• **Activity**
The response must contain every line from the records below that has "enum".

━━━━━ Input ━━━━━

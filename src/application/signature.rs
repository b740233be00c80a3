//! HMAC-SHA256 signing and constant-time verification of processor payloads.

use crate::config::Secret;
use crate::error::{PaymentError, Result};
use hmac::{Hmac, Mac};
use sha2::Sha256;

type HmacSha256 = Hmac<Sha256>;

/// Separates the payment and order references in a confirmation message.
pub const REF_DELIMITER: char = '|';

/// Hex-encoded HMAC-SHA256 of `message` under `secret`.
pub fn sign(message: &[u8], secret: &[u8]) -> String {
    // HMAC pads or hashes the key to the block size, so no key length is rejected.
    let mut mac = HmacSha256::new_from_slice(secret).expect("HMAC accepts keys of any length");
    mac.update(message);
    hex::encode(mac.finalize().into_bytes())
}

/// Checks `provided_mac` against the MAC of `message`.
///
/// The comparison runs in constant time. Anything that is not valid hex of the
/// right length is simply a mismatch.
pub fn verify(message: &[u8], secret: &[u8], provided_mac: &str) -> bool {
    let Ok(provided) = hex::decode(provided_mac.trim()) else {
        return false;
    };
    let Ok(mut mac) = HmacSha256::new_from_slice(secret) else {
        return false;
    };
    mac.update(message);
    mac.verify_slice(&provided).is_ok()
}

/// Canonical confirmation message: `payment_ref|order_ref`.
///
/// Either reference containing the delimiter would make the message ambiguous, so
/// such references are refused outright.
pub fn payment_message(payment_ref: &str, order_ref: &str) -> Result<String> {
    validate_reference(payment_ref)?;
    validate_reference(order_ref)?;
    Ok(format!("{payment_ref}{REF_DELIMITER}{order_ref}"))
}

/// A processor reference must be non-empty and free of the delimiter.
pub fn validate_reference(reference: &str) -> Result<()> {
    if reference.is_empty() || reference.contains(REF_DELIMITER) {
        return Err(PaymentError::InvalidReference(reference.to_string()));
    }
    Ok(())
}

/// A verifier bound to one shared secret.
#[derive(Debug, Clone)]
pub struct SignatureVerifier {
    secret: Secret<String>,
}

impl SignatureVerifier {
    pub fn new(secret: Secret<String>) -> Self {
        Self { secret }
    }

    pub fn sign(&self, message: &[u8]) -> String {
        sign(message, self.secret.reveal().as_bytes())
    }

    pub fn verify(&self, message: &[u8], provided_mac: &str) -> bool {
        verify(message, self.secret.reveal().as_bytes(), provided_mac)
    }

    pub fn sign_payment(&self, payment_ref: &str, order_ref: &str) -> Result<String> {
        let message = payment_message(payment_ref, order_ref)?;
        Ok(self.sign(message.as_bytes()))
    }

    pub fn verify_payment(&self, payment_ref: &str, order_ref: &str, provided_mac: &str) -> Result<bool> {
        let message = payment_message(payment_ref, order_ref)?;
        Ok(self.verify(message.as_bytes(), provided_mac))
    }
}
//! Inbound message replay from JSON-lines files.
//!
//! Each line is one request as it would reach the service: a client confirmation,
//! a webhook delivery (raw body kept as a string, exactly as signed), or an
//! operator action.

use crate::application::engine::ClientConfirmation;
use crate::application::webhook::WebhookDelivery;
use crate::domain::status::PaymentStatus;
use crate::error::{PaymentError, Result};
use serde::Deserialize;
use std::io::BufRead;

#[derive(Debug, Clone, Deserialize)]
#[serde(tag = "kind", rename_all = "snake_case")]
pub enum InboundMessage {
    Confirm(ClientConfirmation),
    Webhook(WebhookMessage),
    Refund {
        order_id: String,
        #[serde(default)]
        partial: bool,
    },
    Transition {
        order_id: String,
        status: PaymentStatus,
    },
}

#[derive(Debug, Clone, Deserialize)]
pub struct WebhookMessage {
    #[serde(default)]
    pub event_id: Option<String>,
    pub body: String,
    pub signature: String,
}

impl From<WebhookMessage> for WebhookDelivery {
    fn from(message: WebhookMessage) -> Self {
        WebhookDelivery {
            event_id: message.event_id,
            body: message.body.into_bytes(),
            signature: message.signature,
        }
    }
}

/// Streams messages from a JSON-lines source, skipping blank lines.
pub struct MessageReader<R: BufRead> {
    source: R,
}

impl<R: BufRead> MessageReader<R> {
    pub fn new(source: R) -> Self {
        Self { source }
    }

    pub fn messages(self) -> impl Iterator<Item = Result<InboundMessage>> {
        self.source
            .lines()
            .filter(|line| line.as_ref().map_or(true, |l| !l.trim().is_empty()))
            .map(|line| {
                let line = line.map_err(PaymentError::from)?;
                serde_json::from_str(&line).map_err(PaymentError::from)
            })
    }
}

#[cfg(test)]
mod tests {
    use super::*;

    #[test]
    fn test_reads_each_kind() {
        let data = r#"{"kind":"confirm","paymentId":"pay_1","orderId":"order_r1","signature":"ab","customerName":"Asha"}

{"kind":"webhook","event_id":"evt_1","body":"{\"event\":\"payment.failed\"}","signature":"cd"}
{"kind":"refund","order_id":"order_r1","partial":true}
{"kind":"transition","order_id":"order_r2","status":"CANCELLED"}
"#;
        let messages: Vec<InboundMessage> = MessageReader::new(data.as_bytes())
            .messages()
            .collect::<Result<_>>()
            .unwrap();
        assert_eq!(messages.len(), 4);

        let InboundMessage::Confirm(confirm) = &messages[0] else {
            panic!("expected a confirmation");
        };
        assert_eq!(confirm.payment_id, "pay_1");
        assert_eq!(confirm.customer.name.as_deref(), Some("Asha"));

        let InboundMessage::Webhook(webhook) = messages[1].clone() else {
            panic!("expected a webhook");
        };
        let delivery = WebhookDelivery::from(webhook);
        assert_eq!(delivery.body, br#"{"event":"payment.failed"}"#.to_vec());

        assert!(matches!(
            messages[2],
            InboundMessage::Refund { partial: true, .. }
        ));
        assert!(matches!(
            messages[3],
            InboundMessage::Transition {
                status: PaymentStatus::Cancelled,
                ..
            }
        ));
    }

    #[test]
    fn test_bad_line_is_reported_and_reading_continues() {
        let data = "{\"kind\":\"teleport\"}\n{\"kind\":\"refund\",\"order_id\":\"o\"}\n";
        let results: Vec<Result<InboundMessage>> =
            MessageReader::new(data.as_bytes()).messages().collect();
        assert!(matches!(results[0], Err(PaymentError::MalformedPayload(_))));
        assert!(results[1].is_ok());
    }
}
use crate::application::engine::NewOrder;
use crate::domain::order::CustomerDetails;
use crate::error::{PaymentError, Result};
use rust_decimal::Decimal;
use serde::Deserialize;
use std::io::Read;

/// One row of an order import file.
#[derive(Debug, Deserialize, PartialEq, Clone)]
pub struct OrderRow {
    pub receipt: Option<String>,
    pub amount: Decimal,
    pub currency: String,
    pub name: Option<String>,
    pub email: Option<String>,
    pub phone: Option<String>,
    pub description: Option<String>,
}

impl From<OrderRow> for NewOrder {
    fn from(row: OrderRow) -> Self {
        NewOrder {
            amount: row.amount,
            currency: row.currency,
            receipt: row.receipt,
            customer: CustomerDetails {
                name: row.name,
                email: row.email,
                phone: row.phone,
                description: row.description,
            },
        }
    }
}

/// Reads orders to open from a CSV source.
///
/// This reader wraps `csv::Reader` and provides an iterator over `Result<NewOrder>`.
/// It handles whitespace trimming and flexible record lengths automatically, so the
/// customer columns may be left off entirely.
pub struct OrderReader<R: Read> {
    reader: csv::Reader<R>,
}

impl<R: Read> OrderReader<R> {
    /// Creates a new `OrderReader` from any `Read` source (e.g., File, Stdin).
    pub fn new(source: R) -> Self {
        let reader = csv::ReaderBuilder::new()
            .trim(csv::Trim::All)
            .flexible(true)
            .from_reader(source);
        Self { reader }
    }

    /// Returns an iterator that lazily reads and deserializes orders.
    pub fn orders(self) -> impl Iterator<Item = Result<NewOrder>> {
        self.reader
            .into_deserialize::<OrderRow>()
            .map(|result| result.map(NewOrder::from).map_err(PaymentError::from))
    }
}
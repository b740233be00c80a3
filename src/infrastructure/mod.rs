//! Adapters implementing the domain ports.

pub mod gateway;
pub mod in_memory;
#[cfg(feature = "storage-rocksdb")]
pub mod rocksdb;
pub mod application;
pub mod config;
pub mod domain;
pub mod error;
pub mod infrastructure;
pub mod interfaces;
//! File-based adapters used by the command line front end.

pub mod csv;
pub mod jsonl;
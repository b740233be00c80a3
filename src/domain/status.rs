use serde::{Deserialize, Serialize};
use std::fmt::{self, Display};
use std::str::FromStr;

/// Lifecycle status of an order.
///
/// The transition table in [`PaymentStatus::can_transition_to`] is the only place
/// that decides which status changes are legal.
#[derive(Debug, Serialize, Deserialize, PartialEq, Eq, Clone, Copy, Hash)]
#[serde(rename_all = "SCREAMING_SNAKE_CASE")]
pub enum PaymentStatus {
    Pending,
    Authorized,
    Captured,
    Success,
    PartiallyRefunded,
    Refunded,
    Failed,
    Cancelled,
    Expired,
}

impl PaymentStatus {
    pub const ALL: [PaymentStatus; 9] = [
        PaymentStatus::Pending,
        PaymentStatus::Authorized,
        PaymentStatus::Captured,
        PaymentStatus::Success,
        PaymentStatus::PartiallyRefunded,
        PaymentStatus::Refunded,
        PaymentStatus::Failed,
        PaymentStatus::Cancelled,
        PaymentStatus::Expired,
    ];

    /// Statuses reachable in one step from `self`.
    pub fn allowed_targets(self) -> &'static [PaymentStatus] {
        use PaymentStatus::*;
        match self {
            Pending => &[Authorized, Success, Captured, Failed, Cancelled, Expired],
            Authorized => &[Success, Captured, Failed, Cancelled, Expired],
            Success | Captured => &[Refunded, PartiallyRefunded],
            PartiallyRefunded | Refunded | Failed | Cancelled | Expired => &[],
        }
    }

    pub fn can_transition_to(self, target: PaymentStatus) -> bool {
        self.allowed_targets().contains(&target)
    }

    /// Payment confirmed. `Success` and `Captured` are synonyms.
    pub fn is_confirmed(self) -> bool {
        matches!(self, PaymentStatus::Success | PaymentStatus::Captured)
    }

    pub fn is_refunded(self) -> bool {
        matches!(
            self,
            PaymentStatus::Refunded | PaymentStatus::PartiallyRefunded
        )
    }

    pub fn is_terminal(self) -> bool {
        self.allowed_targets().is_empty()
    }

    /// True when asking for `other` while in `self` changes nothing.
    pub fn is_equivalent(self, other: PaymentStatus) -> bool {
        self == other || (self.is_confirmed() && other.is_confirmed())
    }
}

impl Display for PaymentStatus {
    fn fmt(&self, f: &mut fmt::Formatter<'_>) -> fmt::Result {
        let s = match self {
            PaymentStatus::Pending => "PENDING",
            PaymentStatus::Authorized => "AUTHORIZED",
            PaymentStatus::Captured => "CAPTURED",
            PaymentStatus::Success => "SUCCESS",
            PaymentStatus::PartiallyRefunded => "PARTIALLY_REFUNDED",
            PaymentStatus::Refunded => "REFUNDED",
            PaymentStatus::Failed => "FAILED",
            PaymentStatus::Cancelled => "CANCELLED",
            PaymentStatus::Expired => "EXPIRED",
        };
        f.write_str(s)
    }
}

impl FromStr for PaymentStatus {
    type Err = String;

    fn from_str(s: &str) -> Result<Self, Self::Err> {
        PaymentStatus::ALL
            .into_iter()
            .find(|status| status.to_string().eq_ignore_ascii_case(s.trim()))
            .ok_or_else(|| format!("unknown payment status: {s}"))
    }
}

━━━━━

• **Task response**
pub enum InboundMessage {
pub enum PaymentStatus {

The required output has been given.